- Opening Delimiter -

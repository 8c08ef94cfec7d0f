use std::collections::BTreeMap;
use std::sync::Arc;
use std::time::Instant;

use rinse_api::graph::RawGraph;
use rinse_api::mapping::FieldMapping;
use rinse_api::record::{FallbackReason, SanitizedRecord};
use rinse_api::value::RawValue;

use crate::batch::{self, CollectionJob, CollectionOptions};
use crate::config::{ExtractConfig, RinseConfig};
use crate::error::EngineError;
use crate::extract::Extractor;
use crate::fallback;
use crate::large_fields;
use crate::metrics::{Metrics, MetricsSnapshot, Operation};
use crate::positional;
use crate::sanitize;

/// The sanitization engine: configuration resolved once, plus the metrics
/// every call reports into.
///
/// Calls are independent and may run concurrently; the only state they share
/// is the metrics.
pub struct Engine {
    config: RinseConfig,
    mapping: Arc<FieldMapping>,
    large_fields: Arc<[String]>,
    positional_fields: Vec<String>,
    extract: Arc<ExtractConfig>,
    metrics: Arc<Metrics>,
}

impl std::fmt::Debug for Engine {
    fn fmt(&self, f: &mut std::fmt::Formatter<'_>) -> std::fmt::Result {
        f.debug_struct("Engine")
            .field("mapping", &self.mapping)
            .field("large_fields", &self.large_fields)
            .field("config", &self.config)
            .finish()
    }
}

impl Engine {
    pub fn new(config: RinseConfig) -> Result<Self, EngineError> {
        Self::with_metrics(config, Arc::new(Metrics::new()))
    }

    /// Build an engine reporting into an existing metrics sink.
    pub fn with_metrics(config: RinseConfig, metrics: Arc<Metrics>) -> Result<Self, EngineError> {
        config.validate()?;

        let mapping = Arc::new(config.mapping());
        let large_fields: Arc<[String]> = config.large_fields().into();
        let positional_fields = config.positional_fields();
        let extract = Arc::new(config.extract.clone());

        tracing::info!(
            fields = mapping.len(),
            large_fields = large_fields.len(),
            batch_size = config.batch.batch_size,
            parallel = config.batch.parallel,
            "sanitization engine ready"
        );

        Ok(Self {
            config,
            mapping,
            large_fields,
            positional_fields,
            extract,
            metrics,
        })
    }

    pub fn config(&self) -> &RinseConfig {
        &self.config
    }

    /// The default field mapping.
    pub fn mapping(&self) -> &FieldMapping {
        &self.mapping
    }

    pub fn large_fields(&self) -> &[String] {
        &self.large_fields
    }

    /// Sanitize one record. `mapping` defaults to the configured mapping.
    pub fn sanitize_record(
        &self,
        graph: &RawGraph,
        raw: &RawValue,
        mapping: Option<&FieldMapping>,
    ) -> SanitizedRecord {
        let extractor = Extractor::new(graph, &self.metrics, &self.extract);
        sanitize::sanitize_record(&extractor, raw, mapping.unwrap_or(self.mapping.as_ref()))
    }

    /// Sanitize a collection of records, merging in large-object content.
    /// Output order matches input order; never fails.
    pub async fn sanitize_collection(
        &self,
        graph: Arc<RawGraph>,
        raw: &RawValue,
        mapping: Option<Arc<FieldMapping>>,
        options: CollectionOptions,
    ) -> Vec<SanitizedRecord> {
        let started = Instant::now();
        let job = CollectionJob::new(
            graph,
            mapping.unwrap_or_else(|| self.mapping.clone()),
            self.large_fields.clone(),
            self.metrics.clone(),
            self.extract.clone(),
        );
        let records = batch::sanitize_collection(&job, raw, options, &self.config.batch).await;
        self.metrics.record(Operation::SanitizeCollection, started.elapsed());
        records
    }

    /// Fetch large-object content for one record. `fields` defaults to the
    /// configured large fields.
    pub async fn extract_large_fields(
        &self,
        graph: &RawGraph,
        raw: &RawValue,
        fields: Option<&[String]>,
    ) -> BTreeMap<String, String> {
        let fields = fields.unwrap_or(&self.large_fields[..]);
        large_fields::extract_large_fields(graph, raw, fields, &self.metrics).await
    }

    /// Name positional rows. `fields` defaults to the configured field order.
    pub fn positional_to_records(
        &self,
        graph: &RawGraph,
        rows: &RawValue,
        fields: Option<&[String]>,
    ) -> Vec<SanitizedRecord> {
        let extractor = Extractor::new(graph, &self.metrics, &self.extract);
        let fields = fields.unwrap_or(self.positional_fields.as_slice());
        positional::positional_to_records(&extractor, rows, fields, &self.mapping)
    }

    /// Degraded record for `mapping` (minimal marker when `None`).
    pub fn fallback(&self, mapping: Option<&FieldMapping>, reason: FallbackReason) -> SanitizedRecord {
        fallback::build_fallback(mapping, reason)
    }

    pub fn metrics(&self) -> MetricsSnapshot {
        self.metrics.snapshot()
    }

    pub fn reset_metrics(&self) {
        self.metrics.reset();
    }
}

- Closing Delimiter -

TASK REQUIREMENTS
The entries above are to be transcribed in full and without error.

SOLUTION TO THE EXERCISE
repository 8c08ef94cfec7d0f
use std::collections::BTreeMap;
use std::sync::Arc;
use std::time::Instant;

use rinse_api::graph::RawGraph;
use rinse_api::mapping::FieldMapping;
use rinse_api::record::{FallbackReason, SanitizedRecord};
use rinse_api::value::RawValue;

use crate::batch::{self, CollectionJob, CollectionOptions};
use crate::config::{ExtractConfig, RinseConfig};
use crate::error::EngineError;
use crate::extract::Extractor;
use crate::fallback;
use crate::large_fields;
use crate::metrics::{Metrics, MetricsSnapshot, Operation};
use crate::positional;
use crate::sanitize;

/// The sanitization engine: configuration resolved once, plus the metrics
/// every call reports into.
///
/// Calls are independent and may run concurrently; the only state they share
/// is the metrics.
pub struct Engine {
    config: RinseConfig,
    mapping: Arc<FieldMapping>,
    large_fields: Arc<[String]>,
    positional_fields: Vec<String>,
    extract: Arc<ExtractConfig>,
    metrics: Arc<Metrics>,
}

impl std::fmt::Debug for Engine {
    fn fmt(&self, f: &mut std::fmt::Formatter<'_>) -> std::fmt::Result {
        f.debug_struct("Engine")
            .field("mapping", &self.mapping)
            .field("large_fields", &self.large_fields)
            .field("config", &self.config)
            .finish()
    }
}

impl Engine {
    pub fn new(config: RinseConfig) -> Result<Self, EngineError> {
        Self::with_metrics(config, Arc::new(Metrics::new()))
    }

    /// Build an engine reporting into an existing metrics sink.
    pub fn with_metrics(config: RinseConfig, metrics: Arc<Metrics>) -> Result<Self, EngineError> {
        config.validate()?;

        let mapping = Arc::new(config.mapping());
        let large_fields: Arc<[String]> = config.large_fields().into();
        let positional_fields = config.positional_fields();
        let extract = Arc::new(config.extract.clone());

        tracing::info!(
            fields = mapping.len(),
            large_fields = large_fields.len(),
            batch_size = config.batch.batch_size,
            parallel = config.batch.parallel,
            "sanitization engine ready"
        );

        Ok(Self {
            config,
            mapping,
            large_fields,
            positional_fields,
            extract,
            metrics,
        })
    }

    pub fn config(&self) -> &RinseConfig {
        &self.config
    }

    /// The default field mapping.
    pub fn mapping(&self) -> &FieldMapping {
        &self.mapping
    }

    pub fn large_fields(&self) -> &[String] {
        &self.large_fields
    }

    /// Sanitize one record. `mapping` defaults to the configured mapping.
    pub fn sanitize_record(
        &self,
        graph: &RawGraph,
        raw: &RawValue,
        mapping: Option<&FieldMapping>,
    ) -> SanitizedRecord {
        let extractor = Extractor::new(graph, &self.metrics, &self.extract);
        sanitize::sanitize_record(&extractor, raw, mapping.unwrap_or(self.mapping.as_ref()))
    }

    /// Sanitize a collection of records, merging in large-object content.
    /// Output order matches input order; never fails.
    pub async fn sanitize_collection(
        &self,
        graph: Arc<RawGraph>,
        raw: &RawValue,
        mapping: Option<Arc<FieldMapping>>,
        options: CollectionOptions,
    ) -> Vec<SanitizedRecord> {
        let started = Instant::now();
        let job = CollectionJob::new(
            graph,
            mapping.unwrap_or_else(|| self.mapping.clone()),
            self.large_fields.clone(),
            self.metrics.clone(),
            self.extract.clone(),
        );
        let records = batch::sanitize_collection(&job, raw, options, &self.config.batch).await;
        self.metrics.record(Operation::SanitizeCollection, started.elapsed());
        records
    }

    /// Fetch large-object content for one record. `fields` defaults to the
    /// configured large fields.
    pub async fn extract_large_fields(
        &self,
        graph: &RawGraph,
        raw: &RawValue,
        fields: Option<&[String]>,
    ) -> BTreeMap<String, String> {
        let fields = fields.unwrap_or(&self.large_fields[..]);
        large_fields::extract_large_fields(graph, raw, fields, &self.metrics).await
    }

    /// Name positional rows. `fields` defaults to the configured field order.
    pub fn positional_to_records(
        &self,
        graph: &RawGraph,
        rows: &RawValue,
        fields: Option<&[String]>,
    ) -> Vec<SanitizedRecord> {
        let extractor = Extractor::new(graph, &self.metrics, &self.extract);
        let fields = fields.unwrap_or(self.positional_fields.as_slice());
        positional::positional_to_records(&extractor, rows, fields, &self.mapping)
    }

    /// Degraded record for `mapping` (minimal marker when `None`).
    pub fn fallback(&self, mapping: Option<&FieldMapping>, reason: FallbackReason) -> SanitizedRecord {
        fallback::build_fallback(mapping, reason)
    }

    pub fn metrics(&self) -> MetricsSnapshot {
        self.metrics.snapshot()
    }

    pub fn reset_metrics(&self) {
        self.metrics.reset();
    }
}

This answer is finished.